This is my personal Book of Shadows. If you find it useful or helpful in any capacity, please consider buying me a Coffee.

Welcoming Winter

Core Holiday
Bone Moon: First New Moon of December.

The solemn veiling of The Great Queen as Winter's Widow, and the exchange of her golden crown for her crowning of thorns; mourns her Passing Through The Gates and return to The Temple Beneath the Earth (thus beginning the Underworld Era of the Sabbat Cycle), and the subsequent loss of the land's fertility until the coming Overworld Era when she returns to restore The Unknown King.

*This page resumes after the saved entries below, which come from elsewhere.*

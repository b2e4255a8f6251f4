mod config;

use clap::{Args, Parser};
use config::{Config, ConfigError, LoggingConfig, MetricsConfig};
use metrics_exporter_statsd::StatsdBuilder;
use std::path::{Path, PathBuf};
use std::process::ExitCode;
use tracing_subscriber::EnvFilter;
use tracing_subscriber::prelude::*;

#[derive(Parser)]
enum CliCommand {
    /// Run the gateway until SIGINT or SIGTERM
    Serve(ConfigArgs),
    /// Load and validate a config file, then exit
    CheckConfig(ConfigArgs),
}

#[derive(Args)]
struct ConfigArgs {
    #[arg(long, default_value = "config.yaml")]
    config_file: PathBuf,
}

#[derive(thiserror::Error, Debug)]
enum CliError {
    #[error(transparent)]
    Config(#[from] ConfigError),
    #[error("invalid gateway config: {0}")]
    Validation(#[from] gateway::config::ValidationError),
    #[error("invalid sentry dsn: {0}")]
    SentryDsn(String),
    #[error("could not set up metrics: {0}")]
    Metrics(String),
    #[error("could not start runtime: {0}")]
    Runtime(#[from] std::io::Error),
    #[error(transparent)]
    Gateway(#[from] gateway::GatewayError),
}

fn main() -> ExitCode {
    let cli = CliCommand::parse();

    let result = match &cli {
        CliCommand::Serve(args) => serve(&args.config_file),
        CliCommand::CheckConfig(args) => check_config(&args.config_file),
    };

    match result {
        Ok(()) => ExitCode::SUCCESS,
        Err(err) => {
            eprintln!("{err}");
            ExitCode::FAILURE
        }
    }
}

fn check_config(path: &Path) -> Result<(), CliError> {
    let config = Config::from_file(path)?;
    config.gateway.validate()?;
    println!("{}: ok", path.display());
    Ok(())
}

fn serve(path: &Path) -> Result<(), CliError> {
    let config = Config::from_file(path)?;
    let _sentry = init_logging(config.common.logging.as_ref())?;
    if let Some(metrics) = &config.common.metrics {
        init_metrics(metrics)?;
    }

    let runtime = tokio::runtime::Builder::new_multi_thread()
        .enable_all()
        .build()?;

    tracing::info!(config = %path.display(), "starting tenant-router");
    let report = runtime.block_on(gateway::run(config.gateway, shutdown_signal()))?;
    tracing::info!(
        closed = report.closed,
        failed = report.failed.len(),
        "tenant-router stopped"
    );

    Ok(())
}

fn init_logging(
    logging: Option<&LoggingConfig>,
) -> Result<Option<sentry::ClientInitGuard>, CliError> {
    let guard = match logging {
        Some(logging) => {
            let dsn = logging
                .sentry_dsn
                .parse::<sentry::types::Dsn>()
                .map_err(|e| CliError::SentryDsn(e.to_string()))?;
            Some(sentry::init(sentry::ClientOptions {
                dsn: Some(dsn),
                release: sentry::release_name!(),
                ..Default::default()
            }))
        }
        None => None,
    };

    let filter = EnvFilter::try_from_default_env().unwrap_or_else(|_| EnvFilter::new("info"));
    tracing_subscriber::registry()
        .with(filter)
        .with(tracing_subscriber::fmt::layer())
        .with(guard.as_ref().map(|_| sentry::integrations::tracing::layer()))
        .init();

    Ok(guard)
}

fn init_metrics(config: &MetricsConfig) -> Result<(), CliError> {
    let recorder = StatsdBuilder::from(config.statsd_host.as_str(), config.statsd_port)
        .build(Some("tenant_router"))
        .map_err(|e| CliError::Metrics(e.to_string()))?;
    metrics::set_global_recorder(recorder)
        .map_err(|_| CliError::Metrics("a metrics recorder is already installed".into()))?;

    shared::metrics_defs::describe_all(resolver::metrics_defs::ALL_METRICS);
    Ok(())
}

async fn shutdown_signal() {
    let ctrl_c = async {
        if let Err(e) = tokio::signal::ctrl_c().await {
            tracing::error!("could not listen for SIGINT: {e}");
            std::future::pending::<()>().await;
        }
    };

    #[cfg(unix)]
    let terminate = async {
        use tokio::signal::unix::{SignalKind, signal};
        match signal(SignalKind::terminate()) {
            Ok(mut sigterm) => {
                sigterm.recv().await;
            }
            Err(e) => {
                tracing::error!("could not listen for SIGTERM: {e}");
                std::future::pending::<()>().await;
            }
        }
    };

    #[cfg(not(unix))]
    let terminate = std::future::pending::<()>();

    tokio::select! {
        _ = ctrl_c => tracing::info!("received SIGINT"),
        _ = terminate => tracing::info!("received SIGTERM"),
    }
}

#[cfg(test)]
mod tests {
    use super::*;

    #[test]
    fn parse_serve() {
        let cli = CliCommand::try_parse_from(["tenant-router", "serve"]).unwrap();
        match cli {
            CliCommand::Serve(args) => assert_eq!(args.config_file, PathBuf::from("config.yaml")),
            CliCommand::CheckConfig(_) => panic!("expected serve"),
        }
    }

    #[test]
    fn parse_check_config() {
        let cli = CliCommand::try_parse_from([
            "tenant-router",
            "check-config",
            "--config-file",
            "/etc/tenant-router.yaml",
        ])
        .unwrap();
        match cli {
            CliCommand::CheckConfig(args) => {
                assert_eq!(args.config_file, PathBuf::from("/etc/tenant-router.yaml"))
            }
            CliCommand::Serve(_) => panic!("expected check-config"),
        }
    }

    #[test]
    fn check_config_rejects_invalid_gateway() {
        let mut tmp = tempfile::NamedTempFile::new().unwrap();
        std::io::Write::write_all(
            &mut tmp,
            br#"
gateway:
    listener:
        host: 0.0.0.0
        port: 3000
    admin_listener:
        host: 0.0.0.0
        port: 3000
    metadata:
        url: http://config-service.internal/
    stores:
        relational:
            default:
                uri: postgres://db.internal:5432/platform
                namespace: public
"#,
        )
        .unwrap();

        let result = check_config(tmp.path());
        assert!(matches!(result, Err(CliError::Validation(_))));
    }
}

It is also a time to mourn the other dead or missing; a quiet, dark pause of weeping, grieving, mourning, and loss. Here we contemplate the finality of flesh, and the symbolic death of spirit. During this time we must honor what is shed to whither and die, commune with that which has passed, and grieve- releasing the heavy emotions of loss so that we are able to look within, look back, and then look forward with a renewed clarity; knitting our bones and finding healing among the warmth of hearth fires of Winter, readying ourselves for our own resurrection (just as The Green Lady herself will be reawakened at Spring), and the revival of the Contracts.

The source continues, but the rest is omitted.